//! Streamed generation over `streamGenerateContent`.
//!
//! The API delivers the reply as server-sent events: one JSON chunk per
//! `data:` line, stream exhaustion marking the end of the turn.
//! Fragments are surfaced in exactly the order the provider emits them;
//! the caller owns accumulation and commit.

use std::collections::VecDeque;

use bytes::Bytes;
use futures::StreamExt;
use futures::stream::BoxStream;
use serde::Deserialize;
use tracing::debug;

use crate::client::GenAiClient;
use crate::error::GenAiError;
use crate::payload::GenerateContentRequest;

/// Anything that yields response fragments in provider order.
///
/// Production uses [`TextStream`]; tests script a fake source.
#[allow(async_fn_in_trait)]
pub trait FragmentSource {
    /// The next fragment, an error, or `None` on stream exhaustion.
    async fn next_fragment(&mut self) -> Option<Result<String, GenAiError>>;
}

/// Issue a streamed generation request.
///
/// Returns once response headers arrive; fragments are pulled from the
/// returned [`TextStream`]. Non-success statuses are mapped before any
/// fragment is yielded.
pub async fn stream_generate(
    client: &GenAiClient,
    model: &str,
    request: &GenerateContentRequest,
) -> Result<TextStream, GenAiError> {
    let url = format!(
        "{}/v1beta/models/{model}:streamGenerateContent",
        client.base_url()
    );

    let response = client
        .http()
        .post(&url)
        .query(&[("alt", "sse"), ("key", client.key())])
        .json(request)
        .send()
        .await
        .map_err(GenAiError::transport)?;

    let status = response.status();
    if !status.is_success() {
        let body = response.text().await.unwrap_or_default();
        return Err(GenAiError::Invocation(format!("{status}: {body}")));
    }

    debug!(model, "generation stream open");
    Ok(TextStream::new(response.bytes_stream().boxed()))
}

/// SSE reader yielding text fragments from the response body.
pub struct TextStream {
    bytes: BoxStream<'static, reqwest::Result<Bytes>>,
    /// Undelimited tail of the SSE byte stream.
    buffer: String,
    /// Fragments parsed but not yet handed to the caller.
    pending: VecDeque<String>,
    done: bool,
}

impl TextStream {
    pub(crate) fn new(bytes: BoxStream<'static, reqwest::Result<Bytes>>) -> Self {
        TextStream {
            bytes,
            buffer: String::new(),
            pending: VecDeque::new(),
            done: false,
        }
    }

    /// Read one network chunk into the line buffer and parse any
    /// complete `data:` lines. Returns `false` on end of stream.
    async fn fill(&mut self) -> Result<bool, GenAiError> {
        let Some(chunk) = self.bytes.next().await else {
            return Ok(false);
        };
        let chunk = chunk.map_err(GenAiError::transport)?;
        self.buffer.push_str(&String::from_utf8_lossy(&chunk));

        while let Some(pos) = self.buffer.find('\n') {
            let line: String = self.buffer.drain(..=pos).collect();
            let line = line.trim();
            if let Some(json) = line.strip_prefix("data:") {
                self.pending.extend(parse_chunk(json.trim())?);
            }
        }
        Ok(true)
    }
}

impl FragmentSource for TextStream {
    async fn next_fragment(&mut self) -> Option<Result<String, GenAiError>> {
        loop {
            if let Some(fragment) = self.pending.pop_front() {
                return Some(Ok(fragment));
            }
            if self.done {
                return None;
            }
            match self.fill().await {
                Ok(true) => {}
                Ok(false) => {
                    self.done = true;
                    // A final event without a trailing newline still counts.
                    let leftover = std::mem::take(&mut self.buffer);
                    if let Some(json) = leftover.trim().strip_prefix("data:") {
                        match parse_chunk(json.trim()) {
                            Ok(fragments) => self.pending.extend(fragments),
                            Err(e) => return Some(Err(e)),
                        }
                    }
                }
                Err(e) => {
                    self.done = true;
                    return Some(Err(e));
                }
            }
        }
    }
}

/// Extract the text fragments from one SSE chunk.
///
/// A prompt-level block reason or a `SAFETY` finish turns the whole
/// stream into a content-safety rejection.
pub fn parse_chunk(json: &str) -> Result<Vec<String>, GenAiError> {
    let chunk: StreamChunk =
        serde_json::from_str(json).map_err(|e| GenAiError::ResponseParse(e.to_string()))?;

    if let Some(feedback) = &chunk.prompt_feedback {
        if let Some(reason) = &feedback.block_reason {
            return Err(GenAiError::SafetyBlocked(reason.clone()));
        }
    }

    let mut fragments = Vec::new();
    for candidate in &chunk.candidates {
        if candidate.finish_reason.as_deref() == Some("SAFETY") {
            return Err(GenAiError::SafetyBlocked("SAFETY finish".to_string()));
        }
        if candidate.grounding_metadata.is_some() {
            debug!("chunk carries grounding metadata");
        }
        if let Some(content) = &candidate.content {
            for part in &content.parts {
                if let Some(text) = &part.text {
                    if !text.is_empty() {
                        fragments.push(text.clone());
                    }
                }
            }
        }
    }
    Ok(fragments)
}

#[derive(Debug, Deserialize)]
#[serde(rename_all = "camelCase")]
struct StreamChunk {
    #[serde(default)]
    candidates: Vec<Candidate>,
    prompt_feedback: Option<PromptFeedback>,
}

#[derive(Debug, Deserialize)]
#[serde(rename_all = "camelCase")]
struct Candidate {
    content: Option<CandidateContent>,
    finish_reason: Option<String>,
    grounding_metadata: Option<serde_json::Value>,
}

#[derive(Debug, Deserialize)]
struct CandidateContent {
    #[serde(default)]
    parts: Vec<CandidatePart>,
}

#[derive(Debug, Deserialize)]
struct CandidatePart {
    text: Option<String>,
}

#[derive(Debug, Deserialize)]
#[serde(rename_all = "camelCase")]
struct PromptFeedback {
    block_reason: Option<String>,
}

■ ■ ■

### Try it
Report the number of lines above that contain the word "SafetyBlocked", and only that number.

### Exercise solution
2